Università, Spinelli in campo «Nessuna preoccupazione»
Quattrone: ma non trascurare la conoscenza pura. Spinelli: niente paura
TRENTO A livello nazionale, la connessione tra università e ricerca è ribadita dall’appartenenza di questi due rami del sapere a un unico ministero di competenza, il Miur. Nel Trentino «del cambiamento», il presidente della Provincia Maurizio Fugatti non ha dato per scontata la classica ripartizione degli assessorati e ha optato per lo spacchettamento delle competenze. Da una parte quelle di ricerca scientifica, inserite nel portfolio dell’assessore per lo sviluppo economico, il tecnico Achille Spinelli; dall’altra la delega a istruzione, università e cultura, affidata a Mirko Bisesti.
Le linee d’azione dettagliate devono ancora essere definite dalla nuova giunta. Per questo l’assessore Spinelli è cauto nel descrivere le ragioni sottese alla decisione di deleghe distinte per università e ricerca scientifica. Ma rassicura che «le questioni organizzative non vogliono certo generare preoccupazioni».

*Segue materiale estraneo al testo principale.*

mod google;
mod noop;

pub use google::GoogleTranslator;
pub use noop::NoopTranslator;
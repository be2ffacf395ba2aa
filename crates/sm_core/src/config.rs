use std::fmt;
use std::path::PathBuf;
use std::str::FromStr;
use std::time::Duration;

use serde::{Deserialize, Serialize};

use crate::types::Language;
use crate::{Error, Result};

#[derive(Debug, Clone, Default, Serialize, Deserialize)]
#[serde(default)]
pub struct Settings {
    pub news: NewsSettings,
    pub translation: TranslationSettings,
    pub speech: SpeechSettings,
    pub output: OutputSettings,
    pub server: ServerSettings,
}

impl Settings {
    pub fn validate(&self) -> Result<()> {
        if self.news.page_size == 0 || self.news.page_size > 100 {
            return Err(Error::Config(format!("page size must be between 1 and 100, got {}", self.news.page_size)));
        }
        if self.translation.timeout_secs == 0 || self.speech.timeout_secs == 0 || self.news.timeout_secs == 0 {
            return Err(Error::Config("timeouts must be at least one second".to_string()));
        }
        Ok(())
    }
}

#[derive(Clone, Serialize, Deserialize)]
#[serde(default)]
pub struct NewsSettings {
    pub api_key: Option<String>,
    pub base_url: String,
    pub language: String,
    pub page_size: u32,
    pub timeout_secs: u64,
}

impl NewsSettings {
    pub fn timeout(&self) -> Duration {
        Duration::from_secs(self.timeout_secs)
    }

    pub fn require_api_key(&self) -> Result<&str> {
        self.api_key
            .as_deref()
            .filter(|key| !key.trim().is_empty())
            .ok_or_else(|| Error::Config("a NewsAPI key is required (set NEWS_API_KEY)".to_string()))
    }
}

impl Default for NewsSettings {
    fn default() -> Self {
        Self {
            api_key: None,
            base_url: "https://newsapi.org".to_string(),
            language: "en".to_string(),
            page_size: 10,
            timeout_secs: 10,
        }
    }
}

impl fmt::Debug for NewsSettings {
    fn fmt(&self, f: &mut fmt::Formatter<'_>) -> fmt::Result {
        f.debug_struct("NewsSettings")
            .field("api_key", &self.api_key.as_ref().map(|_| "<redacted>"))
            .field("base_url", &self.base_url)
            .field("language", &self.language)
            .field("page_size", &self.page_size)
            .field("timeout_secs", &self.timeout_secs)
            .finish()
    }
}

#[derive(Debug, Clone, Copy, Default, PartialEq, Eq, Serialize, Deserialize)]
#[serde(rename_all = "lowercase")]
pub enum TranslationProvider {
    #[default]
    Google,
    /// Pass-through, for offline runs
    Noop,
}

impl FromStr for TranslationProvider {
    type Err = Error;

    fn from_str(s: &str) -> std::result::Result<Self, Self::Err> {
        match s.trim().to_lowercase().as_str() {
            "google" => Ok(Self::Google),
            "noop" | "none" => Ok(Self::Noop),
            other => Err(Error::Config(format!("Unknown translation provider: {}", other))),
        }
    }
}

#[derive(Debug, Clone, Serialize, Deserialize)]
#[serde(default)]
pub struct TranslationSettings {
    pub provider: TranslationProvider,
    pub endpoint: String,
    pub timeout_secs: u64,
}

impl TranslationSettings {
    pub fn timeout(&self) -> Duration {
        Duration::from_secs(self.timeout_secs)
    }
}

impl Default for TranslationSettings {
    fn default() -> Self {
        Self {
            provider: TranslationProvider::default(),
            endpoint: "https://translate.googleapis.com/translate_a/single".to_string(),
            timeout_secs: 15,
        }
    }
}

#[derive(Debug, Clone, Serialize, Deserialize)]
#[serde(default)]
pub struct SpeechSettings {
    pub endpoint: String,
    pub language: Language,
    pub timeout_secs: u64,
    pub clean_for_speech: bool,
}

impl SpeechSettings {
    pub fn timeout(&self) -> Duration {
        Duration::from_secs(self.timeout_secs)
    }
}

impl Default for SpeechSettings {
    fn default() -> Self {
        Self {
            endpoint: "https://translate.google.com/translate_tts".to_string(),
            language: Language::Hindi,
            timeout_secs: 30,
            clean_for_speech: false,
        }
    }
}

#[derive(Debug, Clone, Serialize, Deserialize)]
#[serde(default)]
pub struct OutputSettings {
    /// Where request-scoped audio files are written before being served
    pub audio_dir: PathBuf,
    /// Where debug snapshots go; `None` disables them
    pub snapshot_dir: Option<PathBuf>,
}

impl Default for OutputSettings {
    fn default() -> Self {
        Self {
            audio_dir: std::env::temp_dir().join("samachar"),
            snapshot_dir: Some(PathBuf::from(".")),
        }
    }
}

#[derive(Debug, Clone, Serialize, Deserialize)]
#[serde(default)]
pub struct ServerSettings {
    pub bind: String,
}

impl Default for ServerSettings {
    fn default() -> Self {
        Self {
            bind: "127.0.0.1:8000".to_string(),
        }
    }
}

Se nei giorni scorsi dai toni dell’ex rettore Davide Bassi e del rettore Paolo Collini si era potuta intuire una sfumatura di perplessità circa la rottura di un binomio storico — magari paventando la relegazione del sapere accademico in una torre d’avorio —, si ritrova invece una nota di speranza nelle parole del direttore del Cibio Alessandro Quattrone. Il quale si aspetta un intreccio più saldo tra ricerca scientifica e industria, come sembra essere negli intenti della nuova giunta.
Almeno a giudicare dalle dichiarazioni rilasciate nei giorni scorsi da Fugatti. Quella che si rispecchia nelle affermazioni del presidente della Provincia è una visione in un certo senso «strumentale» di ricerca: strumentale alla rete di imprese territoriali, alla ripresa del mercato del lavoro e allo sviluppo economico del Trentino. «Comparti come il nostro — commenta il direttore del Centro di biologia integrata dell’università di Trento — hanno interesse al trasferimento tecnologico. Il Cibio racchiude istanze di ricerca applicata e non, pertanto l’intenzione dell’università è che le due componenti procedano assieme, per poi vedere la parte di ricerca applicabile precipitare nel tessuto industriale». «Valorizzare il lato della ricerca utile alla crescita economica non è un rischio», a parere del direttore. Può addirittura essere un valore aggiunto, ma a patto che «non si atrofizzi il ramo conoscitivo della ricerca, quello che ha come fine la conoscenza e non l’applicazione industriale, e lo si aiuti invece ad esprimersi al meglio». Quanto allo spacchettamento, la scelta non dovrebbe influire sul risultato. «Posso immaginare che gli assessori saranno interlocutori coordinati», commenta Quattrone.
Il presidente della Camera di commercio di Trento, Gianni Bort, invece, guarda con ottimismo proprio alla ripartizione delle competenze di università e ricerca tra Bisesti e Spinelli. Vede in questa distinzione a livello provinciale un tentativo di «caratterizzazione» che distingue tra «sapere accademico», da una parte, e «ricerca orientata a un’applicazione nel mercato e a favore delle imprese», dall’altra. «Accademia e ricerca scientifica sono parenti da non confondere — sostiene Bort — e mi sembra che la nuova giunta stia dando un chiaro indirizzo di apertura della ricerca alle necessità dell’economia».